Unger makes some unfortunate errors, for example, referring to King Charles III when he means Charles II. At one critical point in his story, he conflates the First Continental Congress (autumn 1774) with the Second (1775–81). He is at times given to exaggeration and readily accepts John Adams's incredible "facts" regarding French diplomat Charles Genet's mission and its impact in the new republic, a subject addressed in well known works of other respected scholars.[2] Readers are treated to occasional fictional dialogues that add nothing to the story. Lastly, though the book contains copious endnotes, there are many places in the text that cry out for citations, while readers are left to wonder where the information came from.
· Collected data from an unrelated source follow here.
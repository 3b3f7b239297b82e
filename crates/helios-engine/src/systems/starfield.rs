//! Drifting background starfield.
//!
//! Stars move radially away from the viewport center each frame, giving a
//! slow fly-through feel. A star that has left the viewport respawns at a
//! fresh uniform position, so density stays constant forever.

use glam::Vec2;

use super::rng::Rng;
use crate::renderer::canvas::{Canvas, Rgba};

/// Divisor for the per-frame outward drift: `pos += (pos - center) / 2500`.
const DRIFT_DIVISOR: f32 = 2500.0;

/// Chance for a freshly spawned star to be a bright one.
const BRIGHT_CHANCE: f32 = 0.01;

/// Visual class of a star, fixed at spawn.
#[derive(Debug, Clone, Copy, PartialEq, Eq)]
pub enum StarClass {
    Dim,
    Typical,
    /// Rare (about 1 in 100), larger and fully white.
    Bright,
}

impl StarClass {
    fn roll(rng: &mut Rng) -> Self {
        if rng.chance(BRIGHT_CHANCE) {
            StarClass::Bright
        } else if rng.chance(0.5) {
            StarClass::Dim
        } else {
            StarClass::Typical
        }
    }

    fn radius(self) -> f32 {
        match self {
            StarClass::Dim => 0.5,
            StarClass::Typical => 1.0,
            StarClass::Bright => 1.8,
        }
    }

    fn color(self) -> Rgba {
        match self {
            StarClass::Dim => Rgba::WHITE.with_alpha(0.4),
            StarClass::Typical => Rgba::WHITE.with_alpha(0.7),
            StarClass::Bright => Rgba::WHITE,
        }
    }
}

#[derive(Debug, Clone, Copy)]
struct Star {
    pos: Vec2,
    class: StarClass,
}

/// Fixed-size pool of drifting stars.
pub struct Starfield {
    stars: Vec<Star>,
    bounds: Vec2,
    rng: Rng,
}

impl Starfield {
    pub fn new(count: usize, width: f32, height: f32, seed: u64) -> Self {
        let mut rng = Rng::new(seed);
        let stars = (0..count)
            .map(|_| Star {
                pos: Vec2::new(rng.range(0.0, width), rng.range(0.0, height)),
                class: StarClass::roll(&mut rng),
            })
            .collect();
        Self {
            stars,
            bounds: Vec2::new(width, height),
            rng,
        }
    }

    pub fn len(&self) -> usize {
        self.stars.len()
    }

    pub fn is_empty(&self) -> bool {
        self.stars.is_empty()
    }

    /// Resize the drift field, e.g. after a viewport change. Existing stars
    /// keep their positions; out-of-bounds ones respawn on the next advance.
    pub fn set_bounds(&mut self, width: f32, height: f32) {
        self.bounds = Vec2::new(width, height);
    }

    /// One frame of drift. Each star is first bounds-checked: anything
    /// outside the viewport respawns (with a fresh class roll) instead of
    /// moving, so a respawned star stays put until the following frame.
    pub fn advance(&mut self) {
        let center = self.bounds / 2.0;
        for star in &mut self.stars {
            let inside = star.pos.x >= 0.0
                && star.pos.x < self.bounds.x
                && star.pos.y >= 0.0
                && star.pos.y < self.bounds.y;
            if inside {
                star.pos += (star.pos - center) / DRIFT_DIVISOR;
            } else {
                star.pos = Vec2::new(
                    self.rng.range(0.0, self.bounds.x),
                    self.rng.range(0.0, self.bounds.y),
                );
                star.class = StarClass::roll(&mut self.rng);
            }
        }
    }

    pub fn render(&self, canvas: &mut dyn Canvas) {
        for star in &self.stars {
            canvas.fill_circle(star.pos, star.class.radius(), star.class.color());
        }
    }
}

#[cfg(test)]
mod tests {
    use super::*;
    use crate::renderer::testing::{CanvasOp, RecordingCanvas};

    #[test]
    fn spawns_requested_count_inside_bounds() {
        let field = Starfield::new(200, 800.0, 600.0, 7);
        assert_eq!(field.len(), 200);
        for star in &field.stars {
            assert!((0.0..800.0).contains(&star.pos.x));
            assert!((0.0..600.0).contains(&star.pos.y));
        }
    }

    #[test]
    fn stars_drift_away_from_center() {
        let mut field = Starfield::new(50, 800.0, 600.0, 3);
        let center = Vec2::new(400.0, 300.0);
        let before: Vec<f32> = field.stars.iter().map(|s| s.pos.distance(center)).collect();
        field.advance();
        for (star, d0) in field.stars.iter().zip(before) {
            let d1 = star.pos.distance(center);
            assert!(d1 >= d0, "star moved inward: {d1} < {d0}");
        }
    }

    #[test]
    fn out_of_bounds_star_respawns_inside() {
        let mut field = Starfield::new(1, 800.0, 600.0, 11);
        field.stars[0].pos = Vec2::new(900.0, 300.0);
        field.advance();
        let p = field.stars[0].pos;
        assert!((0.0..800.0).contains(&p.x), "x = {}", p.x);
        assert!((0.0..600.0).contains(&p.y), "y = {}", p.y);
    }

    #[test]
    fn star_exactly_on_boundary_respawns() {
        // The in-bounds interval is half-open; sitting on the right edge
        // already counts as outside.
        let mut field = Starfield::new(1, 800.0, 600.0, 13);
        field.stars[0].pos = Vec2::new(800.0, 300.0);
        field.advance();
        let p = field.stars[0].pos;
        assert!((0.0..800.0).contains(&p.x), "x = {}", p.x);
        assert!((0.0..600.0).contains(&p.y), "y = {}", p.y);
    }

    #[test]
    fn star_exactly_at_center_never_moves() {
        let mut field = Starfield::new(1, 800.0, 600.0, 5);
        field.stars[0].pos = Vec2::new(400.0, 300.0);
        for _ in 0..100 {
            field.advance();
        }
        assert_eq!(field.stars[0].pos, Vec2::new(400.0, 300.0));
    }

    #[test]
    fn bright_stars_are_rare() {
        let field = Starfield::new(10_000, 800.0, 600.0, 42);
        let bright = field
            .stars
            .iter()
            .filter(|s| s.class == StarClass::Bright)
            .count();
        // Expected ~100 of 10k; allow generous slack.
        assert!((20..300).contains(&bright), "bright count = {bright}");
    }

    #[test]
    fn render_emits_one_circle_per_star() {
        let field = Starfield::new(25, 800.0, 600.0, 1);
        let mut canvas = RecordingCanvas::new();
        field.render(&mut canvas);
        assert_eq!(canvas.ops.len(), 25);
        assert!(canvas
            .ops
            .iter()
            .all(|op| matches!(op, CanvasOp::Circle { .. })));
    }

    #[test]
    fn deterministic_for_same_seed() {
        let mut a = Starfield::new(30, 800.0, 600.0, 9);
        let mut b = Starfield::new(30, 800.0, 600.0, 9);
        for _ in 0..50 {
            a.advance();
            b.advance();
        }
        for (sa, sb) in a.stars.iter().zip(&b.stars) {
            assert_eq!(sa.pos, sb.pos);
        }
    }
}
These blemishes aside, Unger clarifies Rush's fascinating life and his many diverse and valuable contributions to the establishment of the United States. Anyone interested in either the history of the early republic or the history of medicine in the United States will certainly enjoy and learn from Harlow Unger's Dr. Benjamin Rush. It may not inspire a musical about the man, but it might help to move him from the dusty periphery of the story of America's founding to a place alongside his better known friends and associates—Franklin, Jefferson, and Adams.

[1] See further Donald J. D'Elia, "Dr. Benjamin Rush and the Negro," Journal of the History of Ideas 30.3 (1969) 413–22, and Lyman Butterfield, ed., Letters of Benjamin Rush (Princeton: Univ. Pr, 1957).

[2] E.g., David McCullough, John Adams (NY: Simon and Schuster, 2001), and Stanley Elkins and Eric L. McKitrick, The Age of Federalism: The Early American Republic, 1788–1800 (NY: Oxford U Pr, 1993).